# [Directions]
Your task is to copy each line of the listing that contains the word "SlowSink".

★ ★ ★ ★ ★ ★ ★

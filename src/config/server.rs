//! Server configuration

use serde::Deserialize;
use std::net::SocketAddr;
use std::time::Duration;

use super::error::ValidationError;

/// Server configuration
#[derive(Debug, Clone, Deserialize)]
pub struct ServerConfig {
    /// Host address to bind to
    #[serde(default = "default_host")]
    pub host: String,

    /// Port to listen on
    #[serde(default = "default_port")]
    pub port: u16,

    /// Environment name
    #[serde(default = "default_environment")]
    pub environment: Environment,

    /// Tracing filter directive used when `RUST_LOG` is unset
    #[serde(default = "default_log_level")]
    pub log_level: String,

    /// Request timeout in seconds
    #[serde(default = "default_request_timeout")]
    pub request_timeout_secs: u64,

    /// CORS allowed origins (comma-separated)
    pub cors_origins: Option<String>,
}

/// Application environment
#[derive(Debug, Clone, Deserialize, PartialEq, Eq, Default)]
#[serde(rename_all = "lowercase")]
pub enum Environment {
    #[default]
    Development,
    Staging,
    Production,
}

impl ServerConfig {
    /// Get the socket address to bind to
    pub fn socket_addr(&self) -> Result<SocketAddr, ValidationError> {
        let addr = format!("{}:{}", self.host, self.port);
        addr.parse()
            .map_err(|_| ValidationError::InvalidBindAddress(addr))
    }

    /// Check if running in production
    pub fn is_production(&self) -> bool {
        self.environment == Environment::Production
    }

    pub fn request_timeout(&self) -> Duration {
        Duration::from_secs(self.request_timeout_secs)
    }

    /// Get CORS origins as a vector
    pub fn cors_origins_list(&self) -> Vec<String> {
        self.cors_origins
            .as_ref()
            .map(|s| {
                s.split(',')
                    .map(|s| s.trim().to_string())
                    .filter(|s| !s.is_empty())
                    .collect()
            })
            .unwrap_or_default()
    }

    /// Validate server configuration
    pub fn validate(&self) -> Result<(), ValidationError> {
        if self.port == 0 {
            return Err(ValidationError::InvalidPort);
        }
        if self.request_timeout_secs == 0 || self.request_timeout_secs > 300 {
            return Err(ValidationError::InvalidTimeout);
        }
        self.socket_addr()?;
        Ok(())
    }
}

impl Default for ServerConfig {
    fn default() -> Self {
        Self {
            host: default_host(),
            port: default_port(),
            environment: default_environment(),
            log_level: default_log_level(),
            request_timeout_secs: default_request_timeout(),
            cors_origins: None,
        }
    }
}

fn default_host() -> String {
    "0.0.0.0".to_string()
}

fn default_port() -> u16 {
    8080
}

fn default_environment() -> Environment {
    Environment::Development
}

fn default_log_level() -> String {
    "info,style_assessment=debug,tower_http=info".to_string()
}

fn default_request_timeout() -> u64 {
    30
}
//! Assessment module - catalog, scoring, session lifecycle and export.
//!
//! # Module Organization
//!
//! - `style` - The four behavioral styles and their descriptors
//! - `catalog` - Question battery, scoring table and descriptor lookup
//! - `responses` - Respondent identity and answer slots
//! - `scoring` - Pure tally and dominant-style computation
//! - `phase` - Intake / Answering / Results state machine
//! - `session` - The `AssessmentSession` aggregate
//! - `export` - Flat export row for the persistence backend
//! - `report` - Results rendering payload

mod battery;
mod catalog;
mod errors;
mod export;
mod phase;
mod report;
mod responses;
mod scoring;
mod session;
mod style;

pub use catalog::{
    AnnotationConflict, AssessmentCatalog, CatalogError, ChoiceLetter, Question, ScoringTable,
    CHOICES_PER_QUESTION,
};
pub use errors::AssessmentError;
pub use export::{build_export_record, ExportRecord, EXPORT_TIMESTAMP_FORMAT};
pub use phase::AssessmentPhase;
pub use report::{ChartSlice, ResultMode, ResultsReport, StylePanel};
pub use responses::{Identity, ResponseSet, MISSING_IDENTITY};
pub use scoring::{compute_tally, resolve_dominant, DominantStyles, ScoreTally};
pub use session::{AssessmentOutcome, AssessmentSession};
pub use style::{Style, StyleDescriptor};
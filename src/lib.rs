//! Style Assessment - Guided personality-style questionnaire
//!
//! This crate scores an eighteen-question forced-choice battery against four
//! behavioral styles (Driver, Analytical, Amiable, Expressive), reports the
//! dominant style or blend, and exports each completed attempt to a
//! configurable result sink.

pub mod adapters;
pub mod application;
pub mod config;
pub mod domain;
pub mod ports;
//! SubmitAssessmentHandler - Scores a completed questionnaire.
//!
//! Flow:
//! 1. Load the session and submit it against the catalog
//! 2. Claim the export flag and save the session against the loaded version
//! 3. Build the export row and hand it to the `ResultExporter`
//! 4. Return the results report without waiting on persistence
//!
//! The export flag is claimed at dispatch, whatever the backend later
//! reports. A failed write is logged and never retried for this attempt.
//!
//! Two overlapping submits of the same session load the same version; only
//! the first save wins, the other gets `Conflict` and exports nothing. If the
//! save fails for any other reason the report is still returned, but the row
//! is not exported since the claim could not be recorded.

use std::sync::Arc;
use tokio::task::JoinHandle;

use super::{load_session, ResultExporter};
use crate::domain::assessment::{
    build_export_record, AssessmentCatalog, AssessmentError, AssessmentSession, ResultsReport,
};
use crate::domain::foundation::AssessmentId;
use crate::ports::{AssessmentStore, PersistenceError};

#[derive(Debug, Clone)]
pub struct SubmitAssessmentCommand {
    pub assessment_id: AssessmentId,
}

#[derive(Debug)]
pub struct SubmitAssessmentResult {
    pub session: AssessmentSession,
    pub report: ResultsReport,
    /// Background export task, absent when the session could not be saved.
    /// Dropping it does not cancel the write.
    pub export: Option<JoinHandle<Result<(), PersistenceError>>>,
}

pub struct SubmitAssessmentHandler {
    store: Arc<dyn AssessmentStore>,
    catalog: Arc<AssessmentCatalog>,
    exporter: ResultExporter,
}

impl SubmitAssessmentHandler {
    pub fn new(
        store: Arc<dyn AssessmentStore>,
        catalog: Arc<AssessmentCatalog>,
        exporter: ResultExporter,
    ) -> Self {
        Self {
            store,
            catalog,
            exporter,
        }
    }

    pub async fn handle(
        &self,
        cmd: SubmitAssessmentCommand,
    ) -> Result<SubmitAssessmentResult, AssessmentError> {
        let mut session = load_session(self.store.as_ref(), cmd.assessment_id).await?;
        let expected_version = session.version();

        let report = match session.submit(&self.catalog) {
            Ok(outcome) => ResultsReport::build(outcome, &self.catalog),
            Err(e) => {
                tracing::debug!(assessment_id = %cmd.assessment_id, error = %e, "Submit rejected");
                return Err(e);
            }
        };
        let scored = session.clone();
        session.claim_export()?;

        if let Err(e) = self.store.update(&session, expected_version).await {
            return match AssessmentError::from(e) {
                conflict @ AssessmentError::Conflict(_) => {
                    tracing::warn!(
                        assessment_id = %cmd.assessment_id,
                        "Submit lost a race with another update"
                    );
                    Err(conflict)
                }
                other => {
                    tracing::error!(
                        assessment_id = %cmd.assessment_id,
                        error = %other,
                        "Failed to save submitted session, result not exported"
                    );
                    Ok(SubmitAssessmentResult {
                        session: scored,
                        report,
                        export: None,
                    })
                }
            };
        }

        let record = build_export_record(&session, &self.catalog, self.exporter.recorded_at())?;
        let export = Some(self.exporter.dispatch(record));

        tracing::info!(
            assessment_id = %session.id(),
            attempt = session.attempt(),
            dominant_style = %report.dominant.label(),
            "Assessment submitted"
        );
        Ok(SubmitAssessmentResult {
            session,
            report,
            export,
        })
    }
}

#[cfg(test)]
mod tests {
    use super::*;
    use crate::adapters::persistence::InMemoryResultSink;
    use crate::application::handlers::assessment::test_support::{
        answered_session, results_session, MockAssessmentStore, SlowSink,
    };
    use crate::domain::assessment::{AssessmentPhase, ResultMode, Style};
    use crate::domain::foundation::ValidationError;
    use std::time::Duration;

    fn handler(store: Arc<MockAssessmentStore>, exporter: ResultExporter) -> SubmitAssessmentHandler {
        SubmitAssessmentHandler::new(
            store,
            Arc::new(AssessmentCatalog::standard().clone()),
            exporter,
        )
    }

    #[tokio::test]
    async fn complete_submission_returns_report_and_exports_once() {
        let session = answered_session(0, &[]);
        let id = session.id();
        let store = Arc::new(MockAssessmentStore::with_session(session));
        let sink = InMemoryResultSink::new();

        let result = handler(store.clone(), ResultExporter::new(Arc::new(sink.clone())))
            .handle(SubmitAssessmentCommand { assessment_id: id })
            .await
            .unwrap();
        result.export.unwrap().await.unwrap().unwrap();

        assert_eq!(result.report.mode, ResultMode::Single);
        assert_eq!(result.report.dominant.styles(), &[Style::Analytical]);

        let stored = store.stored(&id).unwrap();
        assert_eq!(stored.phase(), AssessmentPhase::Results);
        assert!(stored.result_persisted());

        let records = sink.records();
        assert_eq!(records.len(), 1);
        assert_eq!(records[0].assessment_id, id);
        assert_eq!(records[0].dominant_style, "Analytical");
    }

    #[tokio::test]
    async fn incomplete_submission_lists_missing_and_keeps_answers() {
        let session = answered_session(1, &[1, 17]);
        let id = session.id();
        let store = Arc::new(MockAssessmentStore::with_session(session.clone()));
        let sink = InMemoryResultSink::new();

        let result = handler(store.clone(), ResultExporter::new(Arc::new(sink.clone())))
            .handle(SubmitAssessmentCommand { assessment_id: id })
            .await;

        assert_eq!(
            result.unwrap_err(),
            AssessmentError::Validation(ValidationError::incomplete(vec![2, 18]))
        );
        assert_eq!(store.stored(&id), Some(session));
        assert_eq!(store.update_count(), 0);
        assert!(sink.is_empty());
    }

    #[tokio::test]
    async fn persistence_failure_does_not_change_the_report() {
        let ok_session = answered_session(3, &[]);
        let failing_session = answered_session(3, &[]);

        let ok = handler(
            Arc::new(MockAssessmentStore::with_session(ok_session.clone())),
            ResultExporter::new(Arc::new(InMemoryResultSink::new())),
        )
        .handle(SubmitAssessmentCommand {
            assessment_id: ok_session.id(),
        })
        .await
        .unwrap();

        let failing_store = Arc::new(MockAssessmentStore::with_session(failing_session.clone()));
        let failed = handler(
            failing_store.clone(),
            ResultExporter::new(Arc::new(InMemoryResultSink::failing())),
        )
        .handle(SubmitAssessmentCommand {
            assessment_id: failing_session.id(),
        })
        .await
        .unwrap();

        assert_eq!(ok.report, failed.report);
        assert!(failed.export.unwrap().await.unwrap().is_err());
        assert!(failing_store
            .stored(&failing_session.id())
            .unwrap()
            .result_persisted());
    }

    #[tokio::test]
    async fn slow_backend_does_not_delay_the_report() {
        let session = answered_session(2, &[]);
        let id = session.id();
        let store = Arc::new(MockAssessmentStore::with_session(session));
        let exporter = ResultExporter::new(Arc::new(SlowSink::new(Duration::from_secs(30))))
            .with_timeout(Duration::from_secs(60));

        let result = tokio::time::timeout(
            Duration::from_secs(1),
            handler(store, exporter).handle(SubmitAssessmentCommand { assessment_id: id }),
        )
        .await
        .expect("submit must not wait on persistence")
        .unwrap();

        assert_eq!(result.report.mode, ResultMode::Blend);
        let export = result.export.unwrap();
        assert!(!export.is_finished());
        export.abort();
    }

    #[tokio::test]
    async fn resubmitting_results_is_invalid_state() {
        let mut session = results_session();
        session.claim_export().unwrap();
        let id = session.id();
        let store = Arc::new(MockAssessmentStore::with_session(session));
        let sink = InMemoryResultSink::new();

        let result = handler(store, ResultExporter::new(Arc::new(sink.clone())))
            .handle(SubmitAssessmentCommand { assessment_id: id })
            .await;

        assert!(matches!(result, Err(AssessmentError::InvalidState(_))));
        assert!(sink.is_empty());
    }

    #[tokio::test]
    async fn overlapping_submits_export_exactly_once() {
        let session = answered_session(0, &[]);
        let id = session.id();
        let store = Arc::new(
            MockAssessmentStore::with_session(session).with_read_delay(Duration::from_millis(20)),
        );
        let sink = InMemoryResultSink::new();
        let submit = handler(store.clone(), ResultExporter::new(Arc::new(sink.clone())));

        let (first, second) = tokio::join!(
            submit.handle(SubmitAssessmentCommand { assessment_id: id }),
            submit.handle(SubmitAssessmentCommand { assessment_id: id }),
        );

        let (winner, loser) = match (first, second) {
            (Ok(winner), Err(loser)) | (Err(loser), Ok(winner)) => (winner, loser),
            other => panic!("expected one winner and one conflict, got {:?}", other),
        };
        assert!(matches!(loser, AssessmentError::Conflict(_)));
        winner.export.unwrap().await.unwrap().unwrap();

        assert_eq!(sink.len(), 1);
        assert_eq!(store.update_count(), 1);
        assert!(store.stored(&id).unwrap().result_persisted());
    }

    #[tokio::test]
    async fn save_failure_still_returns_report_without_exporting() {
        let session = answered_session(0, &[]);
        let id = session.id();
        let store = Arc::new(MockAssessmentStore::with_session(session.clone()).failing_updates());
        let sink = InMemoryResultSink::new();

        let result = handler(store.clone(), ResultExporter::new(Arc::new(sink.clone())))
            .handle(SubmitAssessmentCommand { assessment_id: id })
            .await
            .unwrap();

        assert_eq!(result.report.mode, ResultMode::Single);
        assert_eq!(result.report.dominant.styles(), &[Style::Analytical]);
        assert!(result.export.is_none());
        assert_eq!(result.session.phase(), AssessmentPhase::Results);
        assert!(!result.session.result_persisted());

        tokio::task::yield_now().await;
        assert!(sink.is_empty());
        assert_eq!(store.stored(&id), Some(session));
    }
}
//! Domain layer containing business logic and domain types.
//!
//! # Module Organization
//!
//! - `foundation` - Shared domain primitives (value objects, IDs, errors, state machine)
//! - `assessment` - Question catalog, scoring, session lifecycle and result export

pub mod assessment;
pub mod foundation;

★ ★ ★ ★ ★ ★ ★

# [Solution to the exercise]
        answered_session, results_session, MockAssessmentStore, SlowSink,
        let exporter = ResultExporter::new(Arc::new(SlowSink::new(Duration::from_secs(30))))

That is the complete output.